**What is needed:** Make a word-for-word copy of the entries below from their first line through the line with "for upload operations.", and add nothing.

**** Data for this exercise

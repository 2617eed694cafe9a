//! Upload error types.

use std::fmt;

use serde::{Deserialize, Serialize};

/// Errors from upload operations.
#[derive(Debug, thiserror::Error)]
pub enum UploadError {
    /// A required field is missing, blank, or malformed. Raised before any I/O.
    #[error("{0}")]
    Validation(String),

    /// The requested authentication method is not one of token, basic or ssh.
    #[error("unsupported authentication method: {0}")]
    UnsupportedAuthMethod(String),

    /// Writing the SSH key or client configuration failed.
    #[error("failed to configure SSH authentication: {0}")]
    AuthSetup(String),

    /// Cloning the repository failed.
    #[error("clone failed: {0}")]
    Clone(String),

    /// Staging produced an empty diff.
    #[error("no changes detected - files may already exist with the same content")]
    NoChanges,

    /// The remote rejected the push or could not be reached.
    #[error("push failed: {0}")]
    Push(String),

    /// An input file or archive could not be processed or written.
    #[error("failed to process file {file}: {message}")]
    FileProcessing {
        /// Name of the offending file.
        file: String,
        /// What went wrong.
        message: String,
    },

    /// A local git step (config, checkout, add, status, commit) failed.
    #[error("git {command} failed: {detail}")]
    Git {
        /// The git subcommand that failed.
        command: String,
        /// Redacted stderr or spawn error.
        detail: String,
    },

    /// A workspace step was invoked out of order.
    #[error("workspace is in state {actual}, expected {expected}")]
    InvalidState {
        /// State the step requires.
        expected: String,
        /// State the workspace is actually in.
        actual: String,
    },

    /// Removing temporary state failed. Logged only, never returned from an upload.
    #[error("cleanup failed: {0}")]
    Cleanup(String),

    /// I/O error.
    #[error("I/O error: {0}")]
    Io(#[from] std::io::Error),
}

/// Result type for upload operations.
pub type UploadResult<T> = Result<T, UploadError>;

/// Failure taxonomy surfaced to callers as the short `error` code.
#[derive(Debug, Clone, Copy, PartialEq, Eq, Hash, Serialize, Deserialize)]
pub enum ErrorCategory {
    /// Missing or mismatched required fields.
    #[serde(rename = "ValidationError")]
    Validation,
    /// Unrecognized authentication method.
    #[serde(rename = "UnsupportedAuthMethodError")]
    UnsupportedAuthMethod,
    /// SSH key or config could not be prepared.
    #[serde(rename = "AuthSetupError")]
    AuthSetup,
    /// Both clone attempts failed, or the first failed for a reason other
    /// than a missing branch.
    #[serde(rename = "CloneError")]
    Clone,
    /// Nothing to commit.
    #[serde(rename = "NoChangesError")]
    NoChanges,
    /// Push rejected, authentication failure at push time, or a network
    /// condition during clone or push.
    #[serde(rename = "PushError")]
    Push,
    /// Malformed archive or unwritable input file.
    #[serde(rename = "FileProcessingError")]
    FileProcessing,
    /// A local git step failed.
    #[serde(rename = "GitError")]
    Git,
    /// Temporary state could not be removed.
    #[serde(rename = "CleanupError")]
    Cleanup,
    /// Anything else (I/O, state machine misuse).
    #[serde(rename = "InternalError")]
    Internal,
}

impl ErrorCategory {
    /// The short code sent to callers.
    #[must_use]
    pub fn code(self) -> &'static str {
        match self {
            Self::Validation => "ValidationError",
            Self::UnsupportedAuthMethod => "UnsupportedAuthMethodError",
            Self::AuthSetup => "AuthSetupError",
            Self::Clone => "CloneError",
            Self::NoChanges => "NoChangesError",
            Self::Push => "PushError",
            Self::FileProcessing => "FileProcessingError",
            Self::Git => "GitError",
            Self::Cleanup => "CleanupError",
            Self::Internal => "InternalError",
        }
    }

    /// Whether the caller can fix the failure by changing the request.
    #[must_use]
    pub fn is_caller_error(self) -> bool {
        matches!(
            self,
            Self::Validation | Self::UnsupportedAuthMethod | Self::NoChanges | Self::FileProcessing
        )
    }
}

impl fmt::Display for ErrorCategory {
    fn fmt(&self, f: &mut fmt::Formatter<'_>) -> fmt::Result {
        f.write_str(self.code())
    }
}

impl UploadError {
    /// Category of this failure.
    ///
    /// A clone that failed on a network condition or timeout is reported as
    /// [`ErrorCategory::Push`], which covers transport failures on both
    /// network steps.
    #[must_use]
    pub fn category(&self) -> ErrorCategory {
        match self {
            Self::Validation(_) => ErrorCategory::Validation,
            Self::UnsupportedAuthMethod(_) => ErrorCategory::UnsupportedAuthMethod,
            Self::AuthSetup(_) => ErrorCategory::AuthSetup,
            Self::Clone(detail) if is_network_failure(detail) => ErrorCategory::Push,
            Self::Clone(_) => ErrorCategory::Clone,
            Self::NoChanges => ErrorCategory::NoChanges,
            Self::Push(_) => ErrorCategory::Push,
            Self::FileProcessing { .. } => ErrorCategory::FileProcessing,
            Self::Git { .. } => ErrorCategory::Git,
            Self::Cleanup(_) => ErrorCategory::Cleanup,
            Self::InvalidState { .. } | Self::Io(_) => ErrorCategory::Internal,
        }
    }

    /// Shorthand for a [`UploadError::FileProcessing`] error.
    pub(crate) fn file(file: impl Into<String>, message: impl fmt::Display) -> Self {
        Self::FileProcessing {
            file: file.into(),
            message: message.to_string(),
        }
    }
}

/// Git and runner phrases that mean the remote could not be reached.
pub(crate) const NETWORK_PHRASES: &[&str] = &[
    "could not resolve host",
    "connection timed out",
    "connection timeout",
    "operation timed out",
    "timed out after",
    "connection refused",
    "connection reset",
    "failed to connect",
    "network is unreachable",
];

/// Lowercased failure text with URLs and `user@host:path` remotes removed,
/// so repository names cannot match diagnostic phrases.
pub(crate) fn diagnostic_text(text: &str) -> String {
    text.split(' ')
        .map(|token| {
            if token.contains("://") || token.contains('@') {
                ""
            } else {
                token
            }
        })
        .collect::<Vec<_>>()
        .join(" ")
        .to_ascii_lowercase()
}

/// Whether raw failure text describes a network or timeout condition.
pub(crate) fn is_network_failure(text: &str) -> bool {
    let lower = diagnostic_text(text);
    NETWORK_PHRASES.iter().any(|phrase| lower.contains(phrase))
}

#[cfg(test)]
mod tests {
    use super::*;

    #[test]
    fn codes_match_taxonomy() {
        assert_eq!(
            UploadError::Validation("x".into()).category().code(),
            "ValidationError"
        );
        assert_eq!(UploadError::NoChanges.category().code(), "NoChangesError");
        assert_eq!(
            UploadError::file("a.zip", "bad").category().code(),
            "FileProcessingError"
        );
        assert_eq!(
            UploadError::AuthSetup("disk full".into()).category(),
            ErrorCategory::AuthSetup
        );
    }

    #[test]
    fn clone_network_failure_is_push_category() {
        let err = UploadError::Clone(
            "fatal: unable to access 'https://example.com/r.git/': Could not resolve host".into(),
        );
        assert_eq!(err.category(), ErrorCategory::Push);

        let err = UploadError::Clone("git clone timed out after 300s".into());
        assert_eq!(err.category(), ErrorCategory::Push);

        let err = UploadError::Clone("fatal: repository not found".into());
        assert_eq!(err.category(), ErrorCategory::Clone);
    }

    #[test]
    fn repository_names_do_not_look_like_network_failures() {
        for url in [
            "https://git.example.com/acme/network-tools.git/",
            "https://git.example.com/timeout-labs/app.git/",
            "git@git.example.com:acme/connection-refused.git",
        ] {
            let err = UploadError::Clone(format!("fatal: repository '{url}' not found"));
            assert_eq!(err.category(), ErrorCategory::Clone, "{url}");
        }
    }

    #[test]
    fn caller_errors() {
        assert!(ErrorCategory::NoChanges.is_caller_error());
        assert!(ErrorCategory::Validation.is_caller_error());
        assert!(!ErrorCategory::Push.is_caller_error());
        assert!(!ErrorCategory::Internal.is_caller_error());
    }

    #[test]
    fn category_serializes_as_code() {
        let json = serde_json::to_string(&ErrorCategory::UnsupportedAuthMethod).unwrap();
        assert_eq!(json, "\"UnsupportedAuthMethodError\"");
    }
}
//! Commonly used types.
//!
//! `use gitdrop_telemetry::prelude::*;` brings in everything needed to set
//! up logging and open request spans.

pub use crate::{TelemetryError, TelemetryResult};

pub use crate::{LogConfig, LogFormat, LogTarget, setup_logging};

pub use crate::{RequestContext, RequestGuard};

********

**Answer:**
repository 2617eed694cafe9a
//! Upload error types.

use std::fmt;

use serde::{Deserialize, Serialize};

/// Errors from upload operations.
#[derive(Debug, thiserror::Error)]
pub enum UploadError {
    /// A required field is missing, blank, or malformed. Raised before any I/O.
    #[error("{0}")]
    Validation(String),

    /// The requested authentication method is not one of token, basic or ssh.
    #[error("unsupported authentication method: {0}")]
    UnsupportedAuthMethod(String),

    /// Writing the SSH key or client configuration failed.
    #[error("failed to configure SSH authentication: {0}")]
    AuthSetup(String),

    /// Cloning the repository failed.
    #[error("clone failed: {0}")]
    Clone(String),

    /// Staging produced an empty diff.
    #[error("no changes detected - files may already exist with the same content")]
    NoChanges,

    /// The remote rejected the push or could not be reached.
    #[error("push failed: {0}")]
    Push(String),

    /// An input file or archive could not be processed or written.
    #[error("failed to process file {file}: {message}")]
    FileProcessing {
        /// Name of the offending file.
        file: String,
        /// What went wrong.
        message: String,
    },

    /// A local git step (config, checkout, add, status, commit) failed.
    #[error("git {command} failed: {detail}")]
    Git {
        /// The git subcommand that failed.
        command: String,
        /// Redacted stderr or spawn error.
        detail: String,
    },

    /// A workspace step was invoked out of order.
    #[error("workspace is in state {actual}, expected {expected}")]
    InvalidState {
        /// State the step requires.
        expected: String,
        /// State the workspace is actually in.
        actual: String,
    },

    /// Removing temporary state failed. Logged only, never returned from an upload.
    #[error("cleanup failed: {0}")]
    Cleanup(String),

    /// I/O error.
    #[error("I/O error: {0}")]
    Io(#[from] std::io::Error),
}

/// Result type for upload operations.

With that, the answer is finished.